Until the last line is reached, keep transcribing the material exactly.
········
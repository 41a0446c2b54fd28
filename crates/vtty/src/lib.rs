//! vtty: render command output the way a fixed-size terminal would show it

pub mod capture;
pub mod cli;
//! Chat transcript entries.

use std::fmt;

use chrono::{DateTime, Utc};
use serde::{Deserialize, Serialize};
use uuid::Uuid;

/// Who wrote a message.
#[derive(Debug, Clone, Copy, PartialEq, Eq, Serialize, Deserialize)]
#[serde(rename_all = "lowercase")]
pub enum Sender {
    User,
    Bot,
}

impl fmt::Display for Sender {
    fn fmt(&self, f: &mut fmt::Formatter<'_>) -> fmt::Result {
        match self {
            Sender::User => write!(f, "user"),
            Sender::Bot => write!(f, "bot"),
        }
    }
}

/// One entry in the append-only chat transcript.
///
/// Clients render `text` as plain text unless `raw_markup` is set. Only bot
/// messages carry a reference block, which starts collapsed.
#[derive(Debug, Clone, PartialEq, Serialize, Deserialize)]
#[serde(rename_all = "camelCase")]
pub struct ChatMessage {
    pub id: Uuid,
    pub timestamp: DateTime<Utc>,
    pub sender: Sender,
    pub text: String,
    #[serde(default, skip_serializing_if = "Option::is_none")]
    pub reference: Option<String>,
    #[serde(default)]
    pub raw_markup: bool,
    #[serde(default)]
    pub reference_expanded: bool,
}

impl ChatMessage {
    fn new(sender: Sender, text: impl Into<String>) -> Self {
        Self {
            id: Uuid::new_v4(),
            timestamp: Utc::now(),
            sender,
            text: text.into(),
            reference: None,
            raw_markup: false,
            reference_expanded: false,
        }
    }

    pub fn user(text: impl Into<String>) -> Self {
        Self::new(Sender::User, text)
    }

    pub fn bot(text: impl Into<String>) -> Self {
        Self::new(Sender::Bot, text)
    }

    /// Bot message with an optional reference block. Empty references are dropped.
    pub fn bot_with_reference(text: impl Into<String>, reference: Option<String>) -> Self {
        let mut message = Self::bot(text);
        message.reference = reference.filter(|r| !r.is_empty());
        message
    }

    /// Opt this message into raw markup rendering.
    pub fn with_raw_markup(mut self) -> Self {
        self.raw_markup = true;
        self
    }

    /// Whether a reference toggle should be shown.
    pub fn has_reference(&self) -> bool {
        self.sender == Sender::Bot && self.reference.is_some()
    }

    /// Flip the reference block's visibility. Returns the new visibility,
    /// or `None` if the message has no reference.
    pub fn toggle_reference(&mut self) -> Option<bool> {
        if !self.has_reference() {
            return None;
        }
        self.reference_expanded = !self.reference_expanded;
        Some(self.reference_expanded)
    }
}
········
* THE ANSWER
repository 41a0446c2b54fd28
filename crates/vtty/src/lib.rs
//! vtty: render command output the way a fixed-size terminal would show it

pub mod capture;
pub mod cli;
//! Chat transcript entries.

use std::fmt;

use chrono::{DateTime, Utc};
use serde::{Deserialize, Serialize};
use uuid::Uuid;

/// Who wrote a message.
#[derive(Debug, Clone, Copy, PartialEq, Eq, Serialize, Deserialize)]
#[serde(rename_all = "lowercase")]
pub enum Sender {
    User,
    Bot,
}

impl fmt::Display for Sender {
    fn fmt(&self, f: &mut fmt::Formatter<'_>) -> fmt::Result {
        match self {
            Sender::User => write!(f, "user"),
            Sender::Bot => write!(f, "bot"),
        }
    }
}

/// One entry in the append-only chat transcript.
///
/// Clients render `text` as plain text unless `raw_markup` is set. Only bot
/// messages carry a reference block, which starts collapsed.
#[derive(Debug, Clone, PartialEq, Serialize, Deserialize)]
#[serde(rename_all = "camelCase")]
pub struct ChatMessage {
    pub id: Uuid,
    pub timestamp: DateTime<Utc>,
    pub sender: Sender,
    pub text: String,
    #[serde(default, skip_serializing_if = "Option::is_none")]
    pub reference: Option<String>,
    #[serde(default)]
    pub raw_markup: bool,
    #[serde(default)]
    pub reference_expanded: bool,
}

impl ChatMessage {
    fn new(sender: Sender, text: impl Into<String>) -> Self {
        Self {
            id: Uuid::new_v4(),
            timestamp: Utc::now(),
            sender,
            text: text.into(),
            reference: None,
            raw_markup: false,
            reference_expanded: false,
        }
    }

    pub fn user(text: impl Into<String>) -> Self {
        Self::new(Sender::User, text)
    }

    pub fn bot(text: impl Into<String>) -> Self {
        Self::new(Sender::Bot, text)
    }

    /// Bot message with an optional reference block. Empty references are dropped.
    pub fn bot_with_reference(text: impl Into<String>, reference: Option<String>) -> Self {
        let mut message = Self::bot(text);
        message.reference = reference.filter(|r| !r.is_empty());
        message
    }

    /// Opt this message into raw markup rendering.
    pub fn with_raw_markup(mut self) -> Self {
        self.raw_markup = true;
        self
    }

    /// Whether a reference toggle should be shown.
    pub fn has_reference(&self) -> bool {
        self.sender == Sender::Bot && self.reference.is_some()
    }

    /// Flip the reference block's visibility. Returns the new visibility,
    /// or `None` if the message has no reference.
    pub fn toggle_reference(&mut self) -> Option<bool> {
        if !self.has_reference() {
            return None;
        }
        self.reference_expanded = !self.reference_expanded;
        Some(self.reference_expanded)
    }
}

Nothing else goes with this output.